Hay dos cosas especialmente valiosas en una banda: el talento y la forma en que lo entregan sobre el escenario. La autenticidad no se puede fingir, y cuando ambas cosas coinciden, simplemente funciona. Eso es justamente lo que pasa con Lost Society en vivo y el sold out en Tavastia no hizo más que confirmarlo.
Mucho tiene que ver el nivel de sus integrantes, pero sobre todo la manera en que defienden su propuesta en directo, con una ambición que no se siente forzada, sino completamente natural una vez que pisan el escenario.
Lost Society mantiene ese impulso por ir más allá y a pesar de su relativa juventud, ya juegan en casa como un orgullo nacional, suenan convencidos, seguros de que hoy están exactamente donde quieren estar.
El show
Antes de que Lost Society tomara el escenario, Luna Kills preparó el terreno con una presencia que no pasó desapercibida.

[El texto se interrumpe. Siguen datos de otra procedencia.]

#[cfg(test)]
mod tests {
    use super::*;
    use crate::mcp::McpTransport;
    use std::collections::BTreeMap;
    use std::sync::atomic::{AtomicUsize, Ordering};

    struct FakeSession {
        tools: Vec<&'static str>,
        closes: Arc<AtomicUsize>,
    }

    #[async_trait::async_trait]
    impl McpSession for FakeSession {
        async fn request(
            &self,
            method: &str,
            params: Option<serde_json::Value>,
        ) -> McpResult<serde_json::Value> {
            match method {
                "initialize" => Ok(serde_json::json!({
                    "protocolVersion": "2024-11-05",
                    "capabilities": {"tools": {}, "resources": {}}
                })),
                "tools/list" => {
                    let tools: Vec<_> = self
                        .tools
                        .iter()
                        .map(|n| serde_json::json!({"name": n, "description": "fake"}))
                        .collect();
                    Ok(serde_json::json!({ "tools": tools }))
                }
                "resources/list" => Ok(serde_json::json!({
                    "resources": [{"uri": "mem://notes", "name": "notes"}]
                })),
                "tools/call" => {
                    let params = params.unwrap_or_default();
                    Ok(serde_json::json!({
                        "content": [{"type": "text", "text": format!("called {}", params["name"].as_str().unwrap_or(""))}]
                    }))
                }
                other => Err(McpError::Server {
                    code: -32601,
                    message: format!("no {other}"),
                }),
            }
        }

        async fn notify(&self, _method: &str, _params: Option<serde_json::Value>) -> McpResult<()> {
            Ok(())
        }

        async fn close(&self) {
            self.closes.fetch_add(1, Ordering::SeqCst);
        }
    }

    struct FakeConnector {
        closes: Arc<AtomicUsize>,
    }

    #[async_trait::async_trait]
    impl Connector for FakeConnector {
        async fn connect(
            &self,
            config: &McpServerConfig,
            _timeout: Duration,
        ) -> McpResult<Arc<dyn McpSession>> {
            let tools = match config.name.as_str() {
                "alpha" => vec!["search", "fetch"],
                "beta" => vec!["search", "summarize"],
                "down" => return Err(McpError::Transport("connection refused".to_string())),
                "hang" => {
                    tokio::time::sleep(Duration::from_secs(60)).await;
                    vec![]
                }
                _ => vec![],
            };
            Ok(Arc::new(FakeSession {
                tools,
                closes: Arc::clone(&self.closes),
            }))
        }
    }

    fn server(name: &str, allowed: bool) -> McpServerConfig {
        McpServerConfig {
            name: name.to_string(),
            transport: McpTransport::Stdio {
                command: "fake".to_string(),
                args: vec![],
                env: BTreeMap::new(),
            },
            allowed,
        }
    }

    fn client(servers: Vec<McpServerConfig>) -> (McpClient, Arc<AtomicUsize>) {
        let closes = Arc::new(AtomicUsize::new(0));
        let connector = Arc::new(FakeConnector {
            closes: Arc::clone(&closes),
        });
        (
            McpClient::with_connector(servers, connector).with_timeout(Duration::from_millis(200)),
            closes,
        )
    }

    #[tokio::test]
    async fn test_init_isolates_failures() {
        let (client, _) = client(vec![
            server("alpha", true),
            server("down", true),
            server("hang", true),
        ]);
        client.init(InitOptions::default()).await.unwrap();

        let servers = client.get_all_servers().await;
        assert_eq!(servers.len(), 3);
        assert!(servers[0].reachable);
        assert_eq!(servers[0].tools.len(), 2);
        assert_eq!(servers[0].resources.len(), 1);
        assert!(!servers[1].reachable);
        assert!(servers[1].error.as_deref().unwrap().contains("refused"));
        assert!(!servers[2].reachable);
        assert!(servers[2].error.as_deref().unwrap().contains("timed out"));
    }

    #[tokio::test]
    async fn test_blocked_servers_skipped_unless_load_all() {
        let (client, _) = client(vec![server("alpha", true), server("beta", false)]);
        client.init(InitOptions::default()).await.unwrap();
        assert_eq!(client.reachable_servers().await, vec!["alpha".to_string()]);

        client.init(InitOptions::all()).await.unwrap();
        assert_eq!(
            client.reachable_servers().await,
            vec!["alpha".to_string(), "beta".to_string()]
        );
        let servers = client.get_all_servers().await;
        assert!(!servers[1].allowed);
    }

    #[tokio::test]
    async fn test_tool_owner_and_collisions() {
        let (client, _) = client(vec![server("beta", true), server("alpha", true)]);
        client.init(InitOptions::tools_only()).await.unwrap();

        assert_eq!(client.find_tool_owner("search").await.as_deref(), Some("alpha"));
        assert_eq!(
            client.find_tool_owner("summarize").await.as_deref(),
            Some("beta")
        );
        assert!(client.find_tool_owner("missing").await.is_none());

        let names: Vec<String> = client.llm_tools().await.into_iter().map(|t| t.name).collect();
        assert_eq!(names, vec!["search", "fetch", "summarize"]);
    }

    #[tokio::test]
    async fn test_call_tool() {
        let (client, _) = client(vec![server("alpha", true)]);
        client.init(InitOptions::default()).await.unwrap();

        let result = client
            .call_tool_by_name("fetch", serde_json::json!({"url": "x"}))
            .await
            .unwrap();
        assert_eq!(result.text(), "called fetch");

        assert!(matches!(
            client.call_tool("alpha", "nope", serde_json::json!({})).await,
            Err(McpError::ToolNotFound(_))
        ));
        assert!(matches!(
            client.call_tool("ghost", "fetch", serde_json::json!({})).await,
            Err(McpError::ServerNotFound(_))
        ));
        assert!(matches!(
            client.call_tool_by_name("nope", serde_json::json!({})).await,
            Err(McpError::ToolNotFound(_))
        ));
    }

    #[tokio::test]
    async fn test_close_is_idempotent() {
        let (client, closes) = client(vec![server("alpha", true), server("beta", true)]);
        client.init(InitOptions::default()).await.unwrap();

        client.close().await;
        client.close().await;
        assert_eq!(closes.load(Ordering::SeqCst), 2);
        assert!(client.reachable_servers().await.is_empty());
        assert!(matches!(
            client.call_tool("alpha", "fetch", serde_json::json!({})).await,
            Err(McpError::ServerNotFound(_))
        ));
    }
}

Ambas bandas tienen algo en común: vocalistas magnéticos. Lotta, la cantante de Luna Kills, confirma cada vez que la veo que en Finlandia se sigue haciendo metal de alta calidad, sin miedo a experimentar. Su voz, presencia y cadencia son hipnóticas; puede llevarte de una melodía envolvente a screams que desatan moshpits con total naturalidad. No solo fue una buena elección para abrir la velada, sino un recordatorio de la vitalidad actual de la escena local.

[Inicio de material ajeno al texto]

//! Logging setup
//!
//! Console output goes to stderr so answers on stdout stay pipeable.

use anyhow::{Context, Result};
use baton_core::config::{LogFormat, LoggingSettings};
use tracing_appender::non_blocking::WorkerGuard;
use tracing_subscriber::{fmt, layer::SubscriberExt, util::SubscriberInitExt, EnvFilter};

/// Install the global subscriber
///
/// `RUST_LOG` wins over `logging.level`. The returned guard flushes the log
/// file on drop and must live until the process exits.
pub fn init(settings: &LoggingSettings, verbose: bool) -> Result<Option<WorkerGuard>> {
    let filter = EnvFilter::try_from_default_env().unwrap_or_else(|_| {
        if verbose {
            EnvFilter::new("baton=debug,baton_core=debug,baton_tools=debug,baton_llm=debug")
        } else {
            EnvFilter::new(&settings.level)
        }
    });

    let (text, json) = match settings.format {
        LogFormat::Text => (
            Some(fmt::layer().with_target(false).with_writer(std::io::stderr)),
            None,
        ),
        LogFormat::Json => (
            None,
            Some(fmt::layer().json().with_target(true).with_writer(std::io::stderr)),
        ),
    };

    let (file, guard) = match &settings.file {
        Some(path) => {
            let dir = path
                .parent()
                .filter(|p| !p.as_os_str().is_empty())
                .unwrap_or_else(|| std::path::Path::new("."));
            let name = path
                .file_name()
                .context("logging.file must name a file")?;
            std::fs::create_dir_all(dir)
                .with_context(|| format!("Failed to create log directory {}", dir.display()))?;

            let appender = tracing_appender::rolling::daily(dir, name);
            let (writer, guard) = tracing_appender::non_blocking(appender);
            let layer = fmt::layer().json().with_ansi(false).with_writer(writer);
            (Some(layer), Some(guard))
        }
        None => (None, None),
    };

    tracing_subscriber::registry()
        .with(filter)
        .with(text)
        .with(json)
        .with(file)
        .try_init()
        .context("Failed to install tracing subscriber")?;

    Ok(guard)
}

Tras ese calentamiento, Lost Society abrió con “Afterlife”, tema que da inicio a su más reciente disco Hell Is a State of Mind, irrumpiendo con fuerza y colocando la energía en lo alto desde el primer momento. Le siguieron “Blood Diamond” y “Blood in Your Hand”, consolidando la conexión con una audiencia que ya respondía sin reservas.

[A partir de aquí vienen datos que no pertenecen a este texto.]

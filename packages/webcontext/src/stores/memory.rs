//! In-memory key-value store for testing and development.

use async_trait::async_trait;
use std::collections::HashMap;
use std::sync::RwLock;
use std::time::{Duration, Instant};

use crate::error::StoreResult;
use crate::traits::kv::KvStore;

struct Entry {
    value: String,
    expires_at: Option<Instant>,
}

/// In-memory store with TTL semantics matching the networked backend.
///
/// Useful for tests and development; data is lost on restart. Time can
/// be advanced manually so TTL expiry is testable without sleeping.
pub struct MemoryStore {
    entries: RwLock<HashMap<String, Entry>>,
    clock_offset: RwLock<Duration>,
}

impl Default for MemoryStore {
    fn default() -> Self {
        Self::new()
    }
}

impl MemoryStore {
    /// Create a new empty store.
    pub fn new() -> Self {
        Self {
            entries: RwLock::new(HashMap::new()),
            clock_offset: RwLock::new(Duration::ZERO),
        }
    }

    /// Advance the store's clock, expiring entries whose TTL lapses.
    pub fn advance(&self, by: Duration) {
        *self.clock_offset.write().unwrap() += by;
    }

    /// Clear all stored data.
    pub fn clear(&self) {
        self.entries.write().unwrap().clear();
    }

    /// Number of live (unexpired) entries.
    pub fn len(&self) -> usize {
        let now = self.now();
        self.entries
            .read()
            .unwrap()
            .values()
            .filter(|e| e.expires_at.map_or(true, |at| at > now))
            .count()
    }

    /// Whether the store holds no live entries.
    pub fn is_empty(&self) -> bool {
        self.len() == 0
    }

    fn now(&self) -> Instant {
        Instant::now() + *self.clock_offset.read().unwrap()
    }

    fn live_value(&self, key: &str) -> Option<String> {
        let now = self.now();
        self.entries
            .read()
            .unwrap()
            .get(key)
            .filter(|e| e.expires_at.map_or(true, |at| at > now))
            .map(|e| e.value.clone())
    }
}

#[async_trait]
impl KvStore for MemoryStore {
    async fn get(&self, key: &str) -> StoreResult<Option<String>> {
        Ok(self.live_value(key))
    }

    async fn set_ex(&self, key: &str, value: &str, ttl: Duration) -> StoreResult<()> {
        let expires_at = Some(self.now() + ttl);
        self.entries.write().unwrap().insert(
            key.to_string(),
            Entry {
                value: value.to_string(),
                expires_at,
            },
        );
        Ok(())
    }

    async fn incr(&self, key: &str) -> StoreResult<i64> {
        let now = self.now();
        let mut entries = self.entries.write().unwrap();

        let (current, expires_at) = match entries.get(key) {
            Some(e) if e.expires_at.map_or(true, |at| at > now) => {
                (e.value.parse::<i64>().unwrap_or(0), e.expires_at)
            }
            // Absent or lapsed: the counter restarts
            _ => (0, None),
        };

        let next = current + 1;
        entries.insert(
            key.to_string(),
            Entry {
                value: next.to_string(),
                expires_at,
            },
        );
        Ok(next)
    }

    async fn expire(&self, key: &str, ttl: Duration) -> StoreResult<()> {
        let expires_at = Some(self.now() + ttl);
        if let Some(entry) = self.entries.write().unwrap().get_mut(key) {
            entry.expires_at = expires_at;
        }
        Ok(())
    }
}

A partir de ahí, el recorrido fue dinámico. El setlist transitó entre distintas etapas de la banda, con un peso claro hacia su material más reciente, logrando un balance que mantuvo al público en movimiento constante. “Dead People Scare Me” aportó un momento más ligero, haciendo bailar incluso a los más cercanos al thrash, mientras que “Is This What You Wanted” destacó como uno de los puntos más contenidos a nivel emocional, con Samy Elbanna moviéndose entre registros más melódicos y otros más tensos.
Entre canciones, las pausas fueron breves pero significativas. Samy se tomó momentos para agradecer: al público, al lleno total y a la oportunidad de tocar una vez más en el icónico Tavastia. Sin embargo, más allá de las palabras, lo que transmitía era evidente en su lenguaje corporal. Se le vio emocionado, sonriente, genuinamente agradecido. Desde el inicio, con sus jeans holgados y una gorra que resistió a cada uno de sus saltos con guitarra en mano, proyectaba la imagen de alguien que ama profundamente lo que hace. Y esa autenticidad, precisamente, es la que conecta con la gente.
Esa conexión también se reflejó en lo técnico. El sonido del show fue sólido y, aunque trasladar al directo las capas más orquestales de su último disco representa un reto, lo resolvieron de forma digna. Todo contribuyó a una sensación de cohesión que hizo que la noche fluyera sin tropiezos.
Así, el concierto terminó sintiéndose como el arranque perfecto para los días de asueto de Pääsiäinen o días santos en Finlandia, pocas formas más adecuadas de comenzar una “semana santa” que sumergiéndose en la intensidad de Hell Is a State of Mind y toda la actitud del metal.